Lugo: Aktiver sind wir durch unseren Investmentansatz, der auf das Vertrauen in Unternehmen mit soliden Bilanzen und geringen Risiken für das langfristige Geschäft und die Bewertung beruht. Die Allokation unseres Portfolios erfolgt bewertungsorientiert.

DAS INVESTMENT.com: Zu Ihrer Einzeltitelauswahl: Interessiert es Sie überhaupt, ob eine Aktie in der Benchmark erfasst ist oder nicht?

Lugo: Bei der Auswahl eines Unternehmens achten wir nicht auf die Benchmark. Hinzu kommt, dass unser Portfolio rund 35 Titel umfasst, der MSCI European Small-Mid Cap Index dagegen über 1000 Unternehmen. Eine engere Nachbildung des Indexes ist für uns daher ohnehin schwierig.

DAS INVESTMENT.com: Berücksichtigen Sie beim Portfoliomanagement Richtwerte wie den aktiven Anteil oder den Tracking Error?

Lugo: Nein.

DAS INVESTMENT.com: Was halten Sie vom aktiven Anteil, einer eher unbekannten Größe? Sollte er für Anleger und Instrumente wie Fact Sheets eine größere Rolle spielen, vor allem da das aktive Fondsmanagement nach wie vor unter dem Druck steht, seinen Mehrwert gegenüber passiven Anlagen nachzuweisen?

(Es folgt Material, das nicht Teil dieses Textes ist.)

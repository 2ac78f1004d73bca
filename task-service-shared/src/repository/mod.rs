/// Repository traits and their implementations
///
/// Services depend on these traits only. Two stores implement all of them:
///
/// - [`postgres::PgStore`]: sqlx over PostgreSQL, used in production
/// - [`memory::MemoryStore`]: in-process maps with the same uniqueness,
///   scoping, ordering and paging rules, used by tests
///
/// "Active" queries only see rows whose `active` flag is set. Lookups by id
/// or username that are not named `active` see every row.

use async_trait::async_trait;
use chrono::{DateTime, Utc};

use crate::models::{NewTask, NewUser, Page, PageRequest, Role, Task, TaskChanges, TaskSortField, User, UserSortField};

pub mod memory;
pub mod postgres;

pub use memory::MemoryStore;
pub use postgres::PgStore;

/// Storage errors
#[derive(Debug, thiserror::Error)]
pub enum RepositoryError {
    /// A unique constraint rejected the write
    #[error("{0}")]
    Conflict(String),

    #[error("Database error: {0}")]
    Database(#[from] sqlx::Error),

    #[error("Migration error: {0}")]
    Migration(#[from] sqlx::migrate::MigrateError),
}

pub type RepositoryResult<T> = Result<T, RepositoryError>;

#[async_trait]
pub trait TaskRepository: Send + Sync {
    /// Page of active tasks
    async fn find_active_tasks(&self, request: &PageRequest<TaskSortField>) -> RepositoryResult<Page<Task>>;

    /// Task by id if it is active
    async fn find_active_task_by_id(&self, id: i64) -> RepositoryResult<Option<Task>>;

    /// Task by id regardless of `active`
    async fn find_task_by_id(&self, id: i64) -> RepositoryResult<Option<Task>>;

    /// Every task owned by `username`, active or not, ordered by id
    async fn find_tasks_by_owner(&self, username: &str) -> RepositoryResult<Vec<Task>>;

    async fn insert_task(&self, task: NewTask) -> RepositoryResult<Task>;

    /// Applies `changes`, returning `None` if the task does not exist
    async fn update_task(&self, id: i64, changes: TaskChanges) -> RepositoryResult<Option<Task>>;

    /// Clears `active`; returns false if the task does not exist
    async fn deactivate_task(&self, id: i64, at: DateTime<Utc>) -> RepositoryResult<bool>;
}

#[async_trait]
pub trait UserRepository: Send + Sync {
    /// Page of active users with their roles
    async fn find_active_users(&self, request: &PageRequest<UserSortField>) -> RepositoryResult<Page<User>>;

    async fn find_user_by_id(&self, id: i64) -> RepositoryResult<Option<User>>;

    /// User by username regardless of `active`
    async fn find_user_by_username(&self, username: &str) -> RepositoryResult<Option<User>>;

    /// User by username if it is active
    async fn find_active_user_by_username(&self, username: &str) -> RepositoryResult<Option<User>>;

    /// Inserts the user and links `roles` atomically
    async fn insert_user(&self, user: NewUser, roles: &[Role]) -> RepositoryResult<User>;

    /// Replaces the user's role set with exactly `roles`
    ///
    /// Returns `None` if the user does not exist.
    async fn replace_roles(&self, user_id: i64, roles: &[Role], at: DateTime<Utc>) -> RepositoryResult<Option<User>>;

    /// Clears `active`; returns false if the user does not exist
    async fn deactivate_user(&self, id: i64, at: DateTime<Utc>) -> RepositoryResult<bool>;

    /// Deletes the user, its role links and its tasks
    async fn purge_user(&self, id: i64) -> RepositoryResult<bool>;
}

#[async_trait]
pub trait RoleRepository: Send + Sync {
    async fn find_role_by_name(&self, name: &str) -> RepositoryResult<Option<Role>>;
}

/// A backend implementing every repository
#[async_trait]
pub trait Store: TaskRepository + UserRepository + RoleRepository {
    /// Checks that the backend is reachable
    async fn ping(&self) -> RepositoryResult<()>;

    /// Short backend name for health output
    fn backend(&self) -> &'static str;
}
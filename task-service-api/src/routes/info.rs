/// Application and system details
///
/// ```text
/// GET /info
/// ```
///
/// ```json
/// {
///   "name": "task-service-api",
///   "version": "0.1.0",
///   "availableProcessors": 8,
///   "uptimeSeconds": 42
/// }
/// ```

use crate::app::AppState;
use axum::{extract::State, Json};
use serde::{Deserialize, Serialize};

#[derive(Debug, Serialize, Deserialize)]
#[serde(rename_all = "camelCase")]
pub struct InfoResponse {
    pub name: String,
    pub version: String,
    pub available_processors: usize,
    pub uptime_seconds: u64,
}

pub async fn info(State(state): State<AppState>) -> Json<InfoResponse> {
    let available_processors = std::thread::available_parallelism()
        .map(|n| n.get())
        .unwrap_or(1);

    Json(InfoResponse {
        name: env!("CARGO_PKG_NAME").to_string(),
        version: env!("CARGO_PKG_VERSION").to_string(),
        available_processors,
        uptime_seconds: state.started_at.elapsed().as_secs(),
    })
}
/// User model
///
/// # Schema
///
/// ```sql
/// CREATE TABLE users (
///     id BIGSERIAL PRIMARY KEY,
///     username VARCHAR(100) NOT NULL UNIQUE,
///     email VARCHAR(255) NOT NULL UNIQUE,
///     password_hash VARCHAR(255) NOT NULL,
///     active BOOLEAN NOT NULL DEFAULT TRUE,
///     created_at TIMESTAMPTZ NOT NULL,
///     updated_at TIMESTAMPTZ NOT NULL
/// );
///
/// CREATE TABLE user_roles (
///     user_id BIGINT NOT NULL REFERENCES users(id) ON DELETE CASCADE,
///     role_id BIGINT NOT NULL REFERENCES roles(id) ON DELETE CASCADE,
///     PRIMARY KEY (user_id, role_id)
/// );
/// ```
///
/// `username` and `email` are unique across all rows, including users that
/// have been soft-deleted.

use chrono::{DateTime, Utc};

use super::page::SortField;
use super::role::Role;

/// Persisted user with its role set loaded
///
/// Not serializable: responses go through [`crate::dto::UserRecord`], which
/// has no password field.
#[derive(Debug, Clone, PartialEq, Eq, sqlx::FromRow)]
pub struct User {
    pub id: i64,

    pub username: String,

    pub email: String,

    /// Argon2id PHC string
    pub password_hash: String,

    /// False once the user has been soft-deleted
    pub active: bool,

    pub created_at: DateTime<Utc>,

    pub updated_at: DateTime<Utc>,

    /// Roles held by the user, ordered by name
    #[sqlx(skip)]
    pub roles: Vec<Role>,
}

/// Input for inserting a user
#[derive(Debug, Clone, PartialEq, Eq)]
pub struct NewUser {
    pub username: String,
    pub email: String,
    pub password_hash: String,
    pub created_at: DateTime<Utc>,
}

/// Columns user pages may be sorted by
#[derive(Debug, Clone, Copy, PartialEq, Eq)]
pub enum UserSortField {
    Id,
    Username,
    Email,
    CreatedAt,
}

impl SortField for UserSortField {
    fn parse(name: &str) -> Option<Self> {
        match name {
            "id" => Some(Self::Id),
            "username" => Some(Self::Username),
            "email" => Some(Self::Email),
            "createdAt" | "created_at" => Some(Self::CreatedAt),
            _ => None,
        }
    }

    fn column(&self) -> &'static str {
        match self {
            Self::Id => "u.id",
            Self::Username => "u.username",
            Self::Email => "u.email",
            Self::CreatedAt => "u.created_at",
        }
    }

    fn id() -> Self {
        Self::Id
    }
}
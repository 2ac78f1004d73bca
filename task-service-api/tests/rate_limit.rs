/// Integration tests for the `/api/v1` rate limiter

mod common;

use axum::http::StatusCode;
use common::{body_json, TestContext};
use task_service_api::config::RateLimitConfig;

fn tight_limit() -> TestContext {
    TestContext::with_rate_limit(RateLimitConfig {
        enabled: true,
        capacity: 2,
        refill_per_second: 0.01,
    })
}

#[tokio::test]
async fn test_allowed_requests_carry_limit_headers() {
    let ctx = tight_limit();

    let response = ctx.send("GET", "/api/v1/tasks", None).await;
    assert_eq!(response.status(), StatusCode::OK);
    assert_eq!(response.headers()["x-ratelimit-limit"], "2");
    assert_eq!(response.headers()["x-ratelimit-remaining"], "1");
}

#[tokio::test]
async fn test_over_limit_gets_429_with_retry_after() {
    let ctx = tight_limit();

    ctx.send("GET", "/api/v1/tasks", None).await;
    ctx.send("GET", "/api/v1/users", None).await;

    let response = ctx.send("GET", "/api/v1/tasks?page=0", None).await;
    assert_eq!(response.status(), StatusCode::TOO_MANY_REQUESTS);

    let retry_after: u64 = response.headers()["retry-after"]
        .to_str()
        .unwrap()
        .parse()
        .unwrap();
    assert!(retry_after >= 1);

    let body = body_json(response).await;
    assert_eq!(body["status"], 429);
    assert_eq!(body["error"], "Too Many Requests");
    assert_eq!(body["path"], "/api/v1/tasks");
    assert_eq!(body["retryAfter"], retry_after);
    assert!(body["timestamp"].is_string());
}

#[tokio::test]
async fn test_health_is_not_rate_limited() {
    let ctx = tight_limit();

    for _ in 0..5 {
        let response = ctx.send("GET", "/health", None).await;
        assert_eq!(response.status(), StatusCode::OK);
    }
}
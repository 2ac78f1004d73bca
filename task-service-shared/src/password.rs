/// Password hashing with Argon2id
///
/// Stored user passwords are PHC-format Argon2id strings
/// (`$argon2id$v=19$m=...,t=...,p=...$salt$hash`). The cost parameters come
/// from configuration so that test suites can trade strength for speed.
/// Verification reads the parameters back out of the stored hash.
///
/// # Example
///
/// ```
/// use task_service_shared::password::{PasswordConfig, PasswordHasher};
///
/// let hasher = PasswordHasher::new(&PasswordConfig {
///     memory_kib: 64,
///     iterations: 1,
///     parallelism: 1,
/// })
/// .unwrap();
///
/// let hash = hasher.hash("correct horse").unwrap();
/// assert!(hasher.verify("correct horse", &hash).unwrap());
/// ```

use argon2::{
    password_hash::{rand_core::OsRng, PasswordHash, PasswordHasher as _, PasswordVerifier, SaltString},
    Algorithm, Argon2, Params, ParamsBuilder, Version,
};
use serde::Deserialize;

/// Password hashing errors
#[derive(Debug, thiserror::Error)]
pub enum PasswordError {
    #[error("Invalid hashing parameters: {0}")]
    InvalidParams(String),

    #[error("Failed to hash password: {0}")]
    HashError(String),

    #[error("Failed to verify password: {0}")]
    VerifyError(String),

    #[error("Invalid password hash format: {0}")]
    InvalidHash(String),
}

/// Argon2id cost parameters
#[derive(Debug, Clone, PartialEq, Eq, Deserialize)]
#[serde(default)]
pub struct PasswordConfig {
    /// Memory cost in KiB
    pub memory_kib: u32,

    /// Number of passes
    pub iterations: u32,

    /// Degree of parallelism
    pub parallelism: u32,
}

impl Default for PasswordConfig {
    fn default() -> Self {
        Self {
            memory_kib: 65536,
            iterations: 3,
            parallelism: 4,
        }
    }
}

/// Argon2id hasher bound to one set of cost parameters
#[derive(Debug, Clone)]
pub struct PasswordHasher {
    params: Params,
}

impl PasswordHasher {
    /// Validates `config` and builds a hasher from it
    pub fn new(config: &PasswordConfig) -> Result<Self, PasswordError> {
        let params = ParamsBuilder::new()
            .m_cost(config.memory_kib)
            .t_cost(config.iterations)
            .p_cost(config.parallelism)
            .output_len(32)
            .build()
            .map_err(|e| PasswordError::InvalidParams(e.to_string()))?;

        Ok(Self { params })
    }

    /// Hashes `password` with a fresh random salt
    pub fn hash(&self, password: &str) -> Result<String, PasswordError> {
        let salt = SaltString::generate(&mut OsRng);

        Argon2::new(Algorithm::Argon2id, Version::V0x13, self.params.clone())
            .hash_password(password.as_bytes(), &salt)
            .map(|hash| hash.to_string())
            .map_err(|e| PasswordError::HashError(e.to_string()))
    }

    /// Checks `password` against a stored PHC hash in constant time
    ///
    /// Returns `Ok(false)` on mismatch and an error only when `hash` is not a
    /// valid PHC string.
    pub fn verify(&self, password: &str, hash: &str) -> Result<bool, PasswordError> {
        let parsed = PasswordHash::new(hash).map_err(|e| PasswordError::InvalidHash(e.to_string()))?;

        match Argon2::default().verify_password(password.as_bytes(), &parsed) {
            Ok(()) => Ok(true),
            Err(argon2::password_hash::Error::Password) => Ok(false),
            Err(e) => Err(PasswordError::VerifyError(e.to_string())),
        }
    }
}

Lugo: Ein Anleger muss die langfristige Bilanz des Managers kennen. Er muss wissen, dass das Anlageverfahren wiederholbar ist und wie es sich in unterschiedlichen Marktbedingungen verhält. Der aktive Anteil sollte auf Fact Sheets angegeben werden, damit der Anleger entscheiden kann, ob der Manager langfristig Mehrwert bietet. Kann der Anleger den Manager nicht bewerten, sollte er sich an passive Anlagen halten, denn langfristig sorgen die Märkte für zufriedenstellende Erträge.

DAS INVESTMENT.com: Mit welchen Positionen und Branchen weichen Sie derzeit am stärksten von der Benchmark ab? Geben Sie bitte zwei, drei Beispiele und erläutern Sie Ihre Beweggründe.

Lugo: Übergewichtete Sparten sind Industrie- und Finanzwerte. Der Industriesektor ist für uns so interessant, weil es in diesem Segment viele Arten von Nischenunternehmen mit starken Bilanzen und fähigen Managementteams gibt, die in ihrem Bereich führend sind. Ein gutes Beispiel dafür ist der in Irland und Großbritannien tätige irische Baustoffhändler Grafton.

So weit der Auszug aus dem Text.